Provided information |

#[cfg(test)]
#[allow(clippy::unwrap_used, clippy::panic)]
mod tests {
    use super::*;

    fn candidate(cand_id: &str, generation: u32, snapshot: &str) -> CandidateRecord {
        CandidateRecord {
            cand_id: cand_id.to_string(),
            run_id: "run".to_string(),
            parent_ids: Vec::new(),
            meta_prompt_id: None,
            filepath: "demo.py".to_string(),
            patch: String::new(),
            code_snapshot: snapshot.to_string(),
            generation,
            novelty: 0.0,
            age: 0,
            error: None,
        }
    }

    fn evals_of(rows: &[(&str, &[(&str, f64)])]) -> HashMap<String, HashMap<String, f64>> {
        rows.iter()
            .map(|(cand_id, metrics)| {
                (
                    (*cand_id).to_string(),
                    metrics
                        .iter()
                        .map(|(name, value)| ((*name).to_string(), *value))
                        .collect(),
                )
            })
            .collect()
    }

    fn acc_time_metrics() -> Vec<MetricSpec> {
        vec![MetricSpec::maximize("acc"), MetricSpec::minimize("time")]
    }

    #[test]
    fn test_pareto_rank_mixed_objectives() {
        let ids = vec!["a".to_string(), "b".to_string(), "c".to_string()];
        let evals = evals_of(&[
            ("a", &[("acc", 0.8), ("time", 100.0)]),
            ("b", &[("acc", 0.9), ("time", 120.0)]),
            ("c", &[("acc", 0.85), ("time", 90.0)]),
        ]);
        let ranks = pareto_rank(&ids, &evals, &acc_time_metrics());
        assert_eq!(ranks["c"], 0);
        assert_eq!(ranks["b"], 0);
        assert_eq!(ranks["a"], 1);
    }

    #[test]
    fn test_pareto_rank_skips_incomplete_vectors() {
        let ids = vec!["a".to_string(), "b".to_string()];
        let evals = evals_of(&[("a", &[("acc", 0.8), ("time", 100.0)]), ("b", &[("acc", 0.9)])]);
        let ranks = pareto_rank(&ids, &evals, &acc_time_metrics());
        assert_eq!(ranks.len(), 1);
        assert_eq!(ranks["a"], 0);
    }

    #[test]
    fn test_jaccard_novelty_bounds() {
        let features = vec![
            ("a".to_string(), HashSet::from(["x".to_string(), "y".to_string()])),
            ("b".to_string(), HashSet::from(["y".to_string(), "z".to_string()])),
            ("c".to_string(), HashSet::from(["q".to_string()])),
        ];
        let novelty = jaccard_novelty(&features, 5);
        for score in novelty.values() {
            assert!((0.0..=1.0).contains(score));
        }
        assert!(novelty["c"] > novelty["a"]);
    }

    #[test]
    fn test_jaccard_novelty_sole_candidate_is_one() {
        let features = vec![("only".to_string(), HashSet::from(["x".to_string()]))];
        let novelty = jaccard_novelty(&features, 3);
        assert!((novelty["only"] - 1.0).abs() < f64::EPSILON);
    }

    #[test]
    fn test_code_features_identifiers_and_classes() {
        let features = code_features("def total(values):\n    # sum them\n    return 42\n");
        assert!(features.contains("total"));
        assert!(features.contains("values"));
        assert!(features.contains("identifier"));
        assert!(features.contains("comment"));
        assert!(features.contains("number"));
        assert!(code_features("").is_empty());
    }

    #[test]
    fn test_update_and_pareto_front() {
        let mut archive = Archive::new(10, acc_time_metrics(), 5);
        let candidates = vec![
            candidate("a", 0, "def a(): return 1"),
            candidate("b", 0, "def b(): return 2"),
            candidate("c", 0, "def c(): return 3"),
        ];
        let evals = evals_of(&[
            ("a", &[("acc", 0.8), ("time", 100.0)]),
            ("b", &[("acc", 0.9), ("time", 120.0)]),
            ("c", &[("acc", 0.85), ("time", 90.0)]),
        ]);
        archive.update(&candidates, &evals, Some(0));

        let front = archive.pareto_front();
        assert!(front.contains(&"c".to_string()));
        assert!(front.contains(&"b".to_string()));
        assert!(!front.contains(&"a".to_string()));
        // Front entries all carry the minimum rank.
        for cand_id in &front {
            assert_eq!(archive.get(cand_id).unwrap().rank, 0);
        }

        let mixture = archive.sample_mixture(1, 1, 1);
        assert!(mixture.contains(&"c".to_string()));
        assert_eq!(mixture.len(), 3);
    }

    #[test]
    fn test_update_sets_age_and_novelty() {
        let mut archive = Archive::new(10, vec![MetricSpec::maximize("acc")], 5);
        let candidates = vec![
            candidate("old", 0, "def old(): return alpha"),
            candidate("new", 3, "class Widget: pass"),
        ];
        let evals = evals_of(&[("old", &[("acc", 0.5)]), ("new", &[("acc", 0.6)])]);
        archive.update(&candidates, &evals, Some(3));

        assert_eq!(archive.get("old").unwrap().age, 3);
        assert_eq!(archive.get("new").unwrap().age, 0);
        for entry in archive.iter() {
            assert!((0.0..=1.0).contains(&entry.novelty));
        }
    }

    #[test]
    fn test_entries_absent_from_update_persist() {
        let mut archive = Archive::new(10, vec![MetricSpec::maximize("acc")], 5);
        let evals = evals_of(&[("a", &[("acc", 0.5)])]);
        archive.update(&[candidate("a", 0, "x = 1")], &evals, Some(0));

        let evals2 = evals_of(&[("b", &[("acc", 0.7)])]);
        archive.update(&[candidate("b", 1, "y = 2")], &evals2, Some(1));

        assert_eq!(archive.len(), 2);
        assert!(archive.get("a").is_some());
    }

    #[test]
    fn test_capacity_bound_holds_after_update() {
        let mut archive = Archive::new(2, vec![MetricSpec::maximize("acc")], 5);
        let candidates: Vec<CandidateRecord> = (0..5)
            .map(|i| candidate(&format!("c{i}"), 0, &format!("def f{i}(): return {i}")))
            .collect();
        let rows: Vec<(String, HashMap<String, f64>)> = (0..5)
            .map(|i| {
                (
                    format!("c{i}"),
                    HashMap::from([("acc".to_string(), f64::from(i) * 0.1)]),
                )
            })
            .collect();
        let evals: HashMap<String, HashMap<String, f64>> = rows.into_iter().collect();
        archive.update(&candidates, &evals, Some(0));

        assert!(archive.len() <= 2);
        // The best-scoring candidate survives truncation.
        assert!(archive.get("c4").is_some());
    }

    #[test]
    fn test_candidates_without_metrics_are_ignored() {
        let mut archive = Archive::new(10, vec![MetricSpec::maximize("acc")], 5);
        let evals = evals_of(&[("scored", &[("acc", 0.5)])]);
        archive.update(
            &[candidate("scored", 0, "a = 1"), candidate("bare", 0, "b = 2")],
            &evals,
            Some(0),
        );
        assert_eq!(archive.len(), 1);
        assert!(archive.get("bare").is_none());
    }

    #[test]
    fn test_sample_mixture_deduplicates() {
        let mut archive = Archive::new(10, vec![MetricSpec::maximize("acc")], 5);
        let evals = evals_of(&[("a", &[("acc", 0.9)]), ("b", &[("acc", 0.1)])]);
        archive.update(
            &[candidate("a", 0, "x = 1"), candidate("b", 0, "y = 2")],
            &evals,
            Some(0),
        );
        let mixture = archive.sample_mixture(2, 2, 2);
        assert_eq!(mixture.len(), 2);
        let unique: HashSet<&String> = mixture.iter().collect();
        assert_eq!(unique.len(), mixture.len());
    }
}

Task directions | Each record, from first to last, should be returned verbatim.

Answer section |
#[cfg(test)]
#[allow(clippy::unwrap_used, clippy::panic)]
mod tests {
    use super::*;

    fn candidate(cand_id: &str, generation: u32, snapshot: &str) -> CandidateRecord {
        CandidateRecord {
            cand_id: cand_id.to_string(),
            run_id: "run".to_string(),
            parent_ids: Vec::new(),
            meta_prompt_id: None,
            filepath: "demo.py".to_string(),
            patch: String::new(),
            code_snapshot: snapshot.to_string(),
            generation,
            novelty: 0.0,
            age: 0,
            error: None,
        }
    }

    fn evals_of(rows: &[(&str, &[(&str, f64)])]) -> HashMap<String, HashMap<String, f64>> {
        rows.iter()
            .map(|(cand_id, metrics)| {
                (
                    (*cand_id).to_string(),
                    metrics
                        .iter()
                        .map(|(name, value)| ((*name).to_string(), *value))
                        .collect(),
                )
            })
            .collect()
    }

    fn acc_time_metrics() -> Vec<MetricSpec> {
        vec![MetricSpec::maximize("acc"), MetricSpec::minimize("time")]
    }

    #[test]
    fn test_pareto_rank_mixed_objectives() {
        let ids = vec!["a".to_string(), "b".to_string(), "c".to_string()];
        let evals = evals_of(&[
            ("a", &[("acc", 0.8), ("time", 100.0)]),
            ("b", &[("acc", 0.9), ("time", 120.0)]),
            ("c", &[("acc", 0.85), ("time", 90.0)]),
        ]);
        let ranks = pareto_rank(&ids, &evals, &acc_time_metrics());
        assert_eq!(ranks["c"], 0);
        assert_eq!(ranks["b"], 0);
        assert_eq!(ranks["a"], 1);
    }

    #[test]
    fn test_pareto_rank_skips_incomplete_vectors() {
        let ids = vec!["a".to_string(), "b".to_string()];
        let evals = evals_of(&[("a", &[("acc", 0.8), ("time", 100.0)]), ("b", &[("acc", 0.9)])]);
        let ranks = pareto_rank(&ids, &evals, &acc_time_metrics());
        assert_eq!(ranks.len(), 1);
        assert_eq!(ranks["a"], 0);
    }

    #[test]
    fn test_jaccard_novelty_bounds() {
        let features = vec![
            ("a".to_string(), HashSet::from(["x".to_string(), "y".to_string()])),
            ("b".to_string(), HashSet::from(["y".to_string(), "z".to_string()])),
            ("c".to_string(), HashSet::from(["q".to_string()])),
        ];
        let novelty = jaccard_novelty(&features, 5);
        for score in novelty.values() {
            assert!((0.0..=1.0).contains(score));
        }
        assert!(novelty["c"] > novelty["a"]);
    }

    #[test]
    fn test_jaccard_novelty_sole_candidate_is_one() {
        let features = vec![("only".to_string(), HashSet::from(["x".to_string()]))];
        let novelty = jaccard_novelty(&features, 3);
        assert!((novelty["only"] - 1.0).abs() < f64::EPSILON);
    }

    #[test]
    fn test_code_features_identifiers_and_classes() {
        let features = code_features("def total(values):\n    # sum them\n    return 42\n");
        assert!(features.contains("total"));
        assert!(features.contains("values"));
        assert!(features.contains("identifier"));
        assert!(features.contains("comment"));
        assert!(features.contains("number"));
        assert!(code_features("").is_empty());
    }

    #[test]
    fn test_update_and_pareto_front() {
        let mut archive = Archive::new(10, acc_time_metrics(), 5);
        let candidates = vec![
            candidate("a", 0, "def a(): return 1"),
            candidate("b", 0, "def b(): return 2"),
            candidate("c", 0, "def c(): return 3"),
        ];
        let evals = evals_of(&[
            ("a", &[("acc", 0.8), ("time", 100.0)]),
            ("b", &[("acc", 0.9), ("time", 120.0)]),
            ("c", &[("acc", 0.85), ("time", 90.0)]),
        ]);
        archive.update(&candidates, &evals, Some(0));

        let front = archive.pareto_front();
        assert!(front.contains(&"c".to_string()));
        assert!(front.contains(&"b".to_string()));
        assert!(!front.contains(&"a".to_string()));
        // Front entries all carry the minimum rank.
        for cand_id in &front {
            assert_eq!(archive.get(cand_id).unwrap().rank, 0);
        }

        let mixture = archive.sample_mixture(1, 1, 1);
        assert!(mixture.contains(&"c".to_string()));
        assert_eq!(mixture.len(), 3);
    }

    #[test]
    fn test_update_sets_age_and_novelty() {
        let mut archive = Archive::new(10, vec![MetricSpec::maximize("acc")], 5);
        let candidates = vec![
            candidate("old", 0, "def old(): return alpha"),
            candidate("new", 3, "class Widget: pass"),
        ];
        let evals = evals_of(&[("old", &[("acc", 0.5)]), ("new", &[("acc", 0.6)])]);
        archive.update(&candidates, &evals, Some(3));

        assert_eq!(archive.get("old").unwrap().age, 3);
        assert_eq!(archive.get("new").unwrap().age, 0);
        for entry in archive.iter() {
            assert!((0.0..=1.0).contains(&entry.novelty));
        }
    }

    #[test]
    fn test_entries_absent_from_update_persist() {
        let mut archive = Archive::new(10, vec![MetricSpec::maximize("acc")], 5);
        let evals = evals_of(&[("a", &[("acc", 0.5)])]);
        archive.update(&[candidate("a", 0, "x = 1")], &evals, Some(0));

        let evals2 = evals_of(&[("b", &[("acc", 0.7)])]);
        archive.update(&[candidate("b", 1, "y = 2")], &evals2, Some(1));

        assert_eq!(archive.len(), 2);
        assert!(archive.get("a").is_some());
    }

    #[test]
    fn test_capacity_bound_holds_after_update() {
        let mut archive = Archive::new(2, vec![MetricSpec::maximize("acc")], 5);
        let candidates: Vec<CandidateRecord> = (0..5)
            .map(|i| candidate(&format!("c{i}"), 0, &format!("def f{i}(): return {i}")))
            .collect();
        let rows: Vec<(String, HashMap<String, f64>)> = (0..5)
            .map(|i| {
                (
                    format!("c{i}"),
                    HashMap::from([("acc".to_string(), f64::from(i) * 0.1)]),
                )
            })
            .collect();
        let evals: HashMap<String, HashMap<String, f64>> = rows.into_iter().collect();
        archive.update(&candidates, &evals, Some(0));

        assert!(archive.len() <= 2);
        // The best-scoring candidate survives truncation.
        assert!(archive.get("c4").is_some());
    }

    #[test]
    fn test_candidates_without_metrics_are_ignored() {
        let mut archive = Archive::new(10, vec![MetricSpec::maximize("acc")], 5);
        let evals = evals_of(&[("scored", &[("acc", 0.5)])]);
        archive.update(
            &[candidate("scored", 0, "a = 1"), candidate("bare", 0, "b = 2")],
            &evals,
            Some(0),
        );
        assert_eq!(archive.len(), 1);
        assert!(archive.get("bare").is_none());
    }

    #[test]
    fn test_sample_mixture_deduplicates() {
        let mut archive = Archive::new(10, vec![MetricSpec::maximize("acc")], 5);
        let evals = evals_of(&[("a", &[("acc", 0.9)]), ("b", &[("acc", 0.1)])]);
        archive.update(
            &[candidate("a", 0, "x = 1"), candidate("b", 0, "y = 2")],
            &evals,
            Some(0),
        );
        let mixture = archive.sample_mixture(2, 2, 2);
        assert_eq!(mixture.len(), 2);
        let unique: HashSet<&String> = mixture.iter().collect();
        assert_eq!(unique.len(), mixture.len());
    }
}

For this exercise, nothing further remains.